Word for word, restate the records that come after this.
++++++++++
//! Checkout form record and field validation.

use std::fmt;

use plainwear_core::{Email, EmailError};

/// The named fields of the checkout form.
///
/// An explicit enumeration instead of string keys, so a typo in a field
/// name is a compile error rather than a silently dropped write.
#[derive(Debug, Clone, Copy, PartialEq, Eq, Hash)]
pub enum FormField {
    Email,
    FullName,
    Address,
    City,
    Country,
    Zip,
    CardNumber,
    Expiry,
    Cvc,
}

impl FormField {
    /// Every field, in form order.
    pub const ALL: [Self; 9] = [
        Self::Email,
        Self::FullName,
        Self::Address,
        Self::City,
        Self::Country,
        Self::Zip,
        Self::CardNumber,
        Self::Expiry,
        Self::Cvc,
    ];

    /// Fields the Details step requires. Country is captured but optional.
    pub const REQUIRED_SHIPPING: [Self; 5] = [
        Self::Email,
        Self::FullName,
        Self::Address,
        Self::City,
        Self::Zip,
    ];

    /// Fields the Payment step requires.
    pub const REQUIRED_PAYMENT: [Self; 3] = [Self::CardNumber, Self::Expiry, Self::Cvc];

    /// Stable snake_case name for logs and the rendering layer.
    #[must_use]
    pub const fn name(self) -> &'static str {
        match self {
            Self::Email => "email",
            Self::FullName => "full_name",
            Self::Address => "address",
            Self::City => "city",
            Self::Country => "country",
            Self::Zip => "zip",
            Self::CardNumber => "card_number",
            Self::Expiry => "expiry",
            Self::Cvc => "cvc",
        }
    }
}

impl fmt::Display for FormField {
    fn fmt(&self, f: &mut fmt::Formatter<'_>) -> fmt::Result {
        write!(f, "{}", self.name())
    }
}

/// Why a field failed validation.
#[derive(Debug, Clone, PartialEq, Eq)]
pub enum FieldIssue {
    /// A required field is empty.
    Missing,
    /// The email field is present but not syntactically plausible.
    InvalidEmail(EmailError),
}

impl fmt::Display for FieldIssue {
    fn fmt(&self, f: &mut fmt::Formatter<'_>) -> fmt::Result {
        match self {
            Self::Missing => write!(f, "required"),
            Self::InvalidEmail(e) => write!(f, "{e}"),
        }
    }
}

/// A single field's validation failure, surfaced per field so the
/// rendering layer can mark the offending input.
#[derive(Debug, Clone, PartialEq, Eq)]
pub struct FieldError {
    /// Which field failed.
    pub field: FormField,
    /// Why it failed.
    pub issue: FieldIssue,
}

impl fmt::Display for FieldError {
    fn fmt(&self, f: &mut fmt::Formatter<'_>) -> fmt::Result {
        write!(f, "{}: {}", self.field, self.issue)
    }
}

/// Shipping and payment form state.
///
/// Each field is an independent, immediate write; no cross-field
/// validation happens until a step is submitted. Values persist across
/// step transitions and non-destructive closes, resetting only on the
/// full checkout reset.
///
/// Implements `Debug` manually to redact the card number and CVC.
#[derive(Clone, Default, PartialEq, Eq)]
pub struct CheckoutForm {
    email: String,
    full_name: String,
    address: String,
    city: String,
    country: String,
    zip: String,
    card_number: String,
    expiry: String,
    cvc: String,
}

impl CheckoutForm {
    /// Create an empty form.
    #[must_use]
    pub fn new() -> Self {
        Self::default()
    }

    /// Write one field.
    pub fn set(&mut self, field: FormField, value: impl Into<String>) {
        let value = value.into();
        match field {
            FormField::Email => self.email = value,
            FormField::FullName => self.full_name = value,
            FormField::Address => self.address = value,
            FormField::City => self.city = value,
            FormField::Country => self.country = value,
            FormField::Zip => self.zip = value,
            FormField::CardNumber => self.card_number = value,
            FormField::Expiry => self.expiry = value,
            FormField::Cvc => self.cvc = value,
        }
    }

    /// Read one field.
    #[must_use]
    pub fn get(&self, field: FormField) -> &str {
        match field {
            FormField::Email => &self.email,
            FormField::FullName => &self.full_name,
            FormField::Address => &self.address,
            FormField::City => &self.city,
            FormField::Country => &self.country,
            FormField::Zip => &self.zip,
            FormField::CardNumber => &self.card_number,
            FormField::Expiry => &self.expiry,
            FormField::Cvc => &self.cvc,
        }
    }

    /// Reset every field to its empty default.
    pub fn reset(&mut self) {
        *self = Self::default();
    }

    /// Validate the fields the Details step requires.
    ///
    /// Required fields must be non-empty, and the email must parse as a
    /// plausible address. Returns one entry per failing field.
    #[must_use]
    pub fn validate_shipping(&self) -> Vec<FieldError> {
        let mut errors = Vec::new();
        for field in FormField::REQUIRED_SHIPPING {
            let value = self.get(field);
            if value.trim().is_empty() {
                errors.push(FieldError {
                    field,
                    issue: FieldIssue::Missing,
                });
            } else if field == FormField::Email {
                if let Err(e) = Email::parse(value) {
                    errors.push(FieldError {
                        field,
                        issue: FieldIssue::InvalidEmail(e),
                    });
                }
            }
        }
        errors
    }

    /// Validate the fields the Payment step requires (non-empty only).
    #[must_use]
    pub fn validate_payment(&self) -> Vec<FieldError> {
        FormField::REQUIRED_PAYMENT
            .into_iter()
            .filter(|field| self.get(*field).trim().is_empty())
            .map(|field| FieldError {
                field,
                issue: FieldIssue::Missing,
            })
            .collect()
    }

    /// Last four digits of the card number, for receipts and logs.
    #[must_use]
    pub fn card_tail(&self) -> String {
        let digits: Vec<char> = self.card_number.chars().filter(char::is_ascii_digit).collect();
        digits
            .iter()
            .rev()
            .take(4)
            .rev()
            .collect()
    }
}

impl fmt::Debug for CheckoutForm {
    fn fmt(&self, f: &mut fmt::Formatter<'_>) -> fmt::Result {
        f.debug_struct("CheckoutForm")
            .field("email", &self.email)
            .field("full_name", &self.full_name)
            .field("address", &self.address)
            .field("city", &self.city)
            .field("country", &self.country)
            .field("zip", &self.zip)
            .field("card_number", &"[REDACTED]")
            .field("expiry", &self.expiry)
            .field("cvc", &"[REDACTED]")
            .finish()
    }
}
++++++++++
Answer box |
//! Checkout form record and field validation.

use std::fmt;

use plainwear_core::{Email, EmailError};

/// The named fields of the checkout form.
///
/// An explicit enumeration instead of string keys, so a typo in a field
/// name is a compile error rather than a silently dropped write.
#[derive(Debug, Clone, Copy, PartialEq, Eq, Hash)]
pub enum FormField {
    Email,
    FullName,
    Address,
    City,
    Country,
    Zip,
    CardNumber,
    Expiry,
    Cvc,
}

impl FormField {
    /// Every field, in form order.
    pub const ALL: [Self; 9] = [
        Self::Email,
        Self::FullName,
        Self::Address,
        Self::City,
        Self::Country,
        Self::Zip,
        Self::CardNumber,
        Self::Expiry,
        Self::Cvc,
    ];

    /// Fields the Details step requires. Country is captured but optional.
    pub const REQUIRED_SHIPPING: [Self; 5] = [
        Self::Email,
        Self::FullName,
        Self::Address,
        Self::City,
        Self::Zip,
    ];

    /// Fields the Payment step requires.
    pub const REQUIRED_PAYMENT: [Self; 3] = [Self::CardNumber, Self::Expiry, Self::Cvc];

    /// Stable snake_case name for logs and the rendering layer.
    #[must_use]
    pub const fn name(self) -> &'static str {
        match self {
            Self::Email => "email",
            Self::FullName => "full_name",
            Self::Address => "address",
            Self::City => "city",
            Self::Country => "country",
            Self::Zip => "zip",
            Self::CardNumber => "card_number",
            Self::Expiry => "expiry",
            Self::Cvc => "cvc",
        }
    }
}

impl fmt::Display for FormField {
    fn fmt(&self, f: &mut fmt::Formatter<'_>) -> fmt::Result {
        write!(f, "{}", self.name())
    }
}

/// Why a field failed validation.
#[derive(Debug, Clone, PartialEq, Eq)]
pub enum FieldIssue {
    /// A required field is empty.
    Missing,
    /// The email field is present but not syntactically plausible.
    InvalidEmail(EmailError),
}

impl fmt::Display for FieldIssue {
    fn fmt(&self, f: &mut fmt::Formatter<'_>) -> fmt::Result {
        match self {
            Self::Missing => write!(f, "required"),
            Self::InvalidEmail(e) => write!(f, "{e}"),
        }
    }
}

/// A single field's validation failure, surfaced per field so the
/// rendering layer can mark the offending input.
#[derive(Debug, Clone, PartialEq, Eq)]
pub struct FieldError {
    /// Which field failed.
    pub field: FormField,
    /// Why it failed.
    pub issue: FieldIssue,
}

impl fmt::Display for FieldError {
    fn fmt(&self, f: &mut fmt::Formatter<'_>) -> fmt::Result {
        write!(f, "{}: {}", self.field, self.issue)
    }
}

/// Shipping and payment form state.
///
/// Each field is an independent, immediate write; no cross-field
/// validation happens until a step is submitted. Values persist across
/// step transitions and non-destructive closes, resetting only on the
/// full checkout reset.
///
/// Implements `Debug` manually to redact the card number and CVC.
#[derive(Clone, Default, PartialEq, Eq)]
pub struct CheckoutForm {
    email: String,
    full_name: String,
    address: String,
    city: String,
    country: String,
    zip: String,
    card_number: String,
    expiry: String,
    cvc: String,
}

impl CheckoutForm {
    /// Create an empty form.
    #[must_use]
    pub fn new() -> Self {
        Self::default()
    }

    /// Write one field.
    pub fn set(&mut self, field: FormField, value: impl Into<String>) {
        let value = value.into();
        match field {
            FormField::Email => self.email = value,
            FormField::FullName => self.full_name = value,
            FormField::Address => self.address = value,
            FormField::City => self.city = value,
            FormField::Country => self.country = value,
            FormField::Zip => self.zip = value,
            FormField::CardNumber => self.card_number = value,
            FormField::Expiry => self.expiry = value,
            FormField::Cvc => self.cvc = value,
        }
    }

    /// Read one field.
    #[must_use]
    pub fn get(&self, field: FormField) -> &str {
        match field {
            FormField::Email => &self.email,
            FormField::FullName => &self.full_name,
            FormField::Address => &self.address,
            FormField::City => &self.city,
            FormField::Country => &self.country,
            FormField::Zip => &self.zip,
            FormField::CardNumber => &self.card_number,
            FormField::Expiry => &self.expiry,
            FormField::Cvc => &self.cvc,
        }
    }

    /// Reset every field to its empty default.
    pub fn reset(&mut self) {
        *self = Self::default();
    }

    /// Validate the fields the Details step requires.
    ///
    /// Required fields must be non-empty, and the email must parse as a
    /// plausible address. Returns one entry per failing field.
    #[must_use]
    pub fn validate_shipping(&self) -> Vec<FieldError> {
        let mut errors = Vec::new();
        for field in FormField::REQUIRED_SHIPPING {
            let value = self.get(field);
            if value.trim().is_empty() {
                errors.push(FieldError {
                    field,
                    issue: FieldIssue::Missing,
                });
            } else if field == FormField::Email {
                if let Err(e) = Email::parse(value) {
                    errors.push(FieldError {
                        field,
                        issue: FieldIssue::InvalidEmail(e),
                    });
                }
            }
        }
        errors
    }

    /// Validate the fields the Payment step requires (non-empty only).
    #[must_use]
    pub fn validate_payment(&self) -> Vec<FieldError> {
        FormField::REQUIRED_PAYMENT
            .into_iter()
            .filter(|field| self.get(*field).trim().is_empty())
            .map(|field| FieldError {
                field,
                issue: FieldIssue::Missing,
            })
            .collect()
    }

    /// Last four digits of the card number, for receipts and logs.
    #[must_use]
    pub fn card_tail(&self) -> String {
        let digits: Vec<char> = self.card_number.chars().filter(char::is_ascii_digit).collect();
        digits
            .iter()
            .rev()
            .take(4)
            .rev()
            .collect()
    }
}

impl fmt::Debug for CheckoutForm {
    fn fmt(&self, f: &mut fmt::Formatter<'_>) -> fmt::Result {
        f.debug_struct("CheckoutForm")
            .field("email", &self.email)
            .field("full_name", &self.full_name)
            .field("address", &self.address)
            .field("city", &self.city)
            .field("country", &self.country)
            .field("zip", &self.zip)
            .field("card_number", &"[REDACTED]")
            .field("expiry", &self.expiry)
            .field("cvc", &"[REDACTED]")
            .finish()
    }
}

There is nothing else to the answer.